WHAT NEEDS TO BE DONE.
Among the lines below, tally those that contain "Solution" and respond with the total only.

EXTRACTED INFORMATION.
##########

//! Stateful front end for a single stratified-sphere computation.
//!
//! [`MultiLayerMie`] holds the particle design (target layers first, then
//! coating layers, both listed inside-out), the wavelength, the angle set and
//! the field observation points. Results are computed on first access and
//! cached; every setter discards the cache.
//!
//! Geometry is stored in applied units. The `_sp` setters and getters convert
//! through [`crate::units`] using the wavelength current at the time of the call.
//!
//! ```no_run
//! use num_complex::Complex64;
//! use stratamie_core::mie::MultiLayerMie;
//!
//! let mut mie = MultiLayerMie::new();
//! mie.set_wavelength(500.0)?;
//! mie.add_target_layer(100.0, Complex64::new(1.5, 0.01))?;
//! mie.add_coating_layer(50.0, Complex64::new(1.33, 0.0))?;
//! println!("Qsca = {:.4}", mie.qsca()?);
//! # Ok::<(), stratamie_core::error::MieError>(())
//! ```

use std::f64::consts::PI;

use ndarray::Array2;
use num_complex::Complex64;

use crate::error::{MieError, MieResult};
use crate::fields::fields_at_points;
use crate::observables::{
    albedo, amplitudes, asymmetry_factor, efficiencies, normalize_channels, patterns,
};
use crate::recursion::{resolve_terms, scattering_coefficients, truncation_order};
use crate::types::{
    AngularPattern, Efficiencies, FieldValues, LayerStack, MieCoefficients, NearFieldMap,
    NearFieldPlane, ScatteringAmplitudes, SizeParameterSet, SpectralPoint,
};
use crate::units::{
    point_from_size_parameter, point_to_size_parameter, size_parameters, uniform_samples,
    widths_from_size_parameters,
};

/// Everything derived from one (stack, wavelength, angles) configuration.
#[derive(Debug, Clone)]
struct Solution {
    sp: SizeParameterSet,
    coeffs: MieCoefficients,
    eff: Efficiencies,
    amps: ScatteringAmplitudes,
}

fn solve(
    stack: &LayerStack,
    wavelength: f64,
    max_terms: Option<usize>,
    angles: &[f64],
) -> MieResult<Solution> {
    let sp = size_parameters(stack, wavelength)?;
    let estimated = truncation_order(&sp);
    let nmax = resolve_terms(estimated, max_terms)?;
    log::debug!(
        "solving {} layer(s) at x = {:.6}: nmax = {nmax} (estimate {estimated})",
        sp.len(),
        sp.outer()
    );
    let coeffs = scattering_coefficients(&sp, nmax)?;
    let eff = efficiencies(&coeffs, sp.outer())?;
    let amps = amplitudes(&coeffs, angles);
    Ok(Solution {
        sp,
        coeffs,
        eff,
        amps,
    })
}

##########

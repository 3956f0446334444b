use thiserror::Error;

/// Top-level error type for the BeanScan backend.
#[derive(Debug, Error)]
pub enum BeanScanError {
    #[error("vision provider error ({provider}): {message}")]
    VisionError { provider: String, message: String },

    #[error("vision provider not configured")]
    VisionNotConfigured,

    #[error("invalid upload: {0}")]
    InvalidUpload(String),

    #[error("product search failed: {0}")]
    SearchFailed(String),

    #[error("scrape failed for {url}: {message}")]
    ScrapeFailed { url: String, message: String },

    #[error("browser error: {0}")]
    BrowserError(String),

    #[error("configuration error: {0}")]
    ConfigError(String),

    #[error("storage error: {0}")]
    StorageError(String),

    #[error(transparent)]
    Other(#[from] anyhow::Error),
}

##########

FINISHED TASK.
3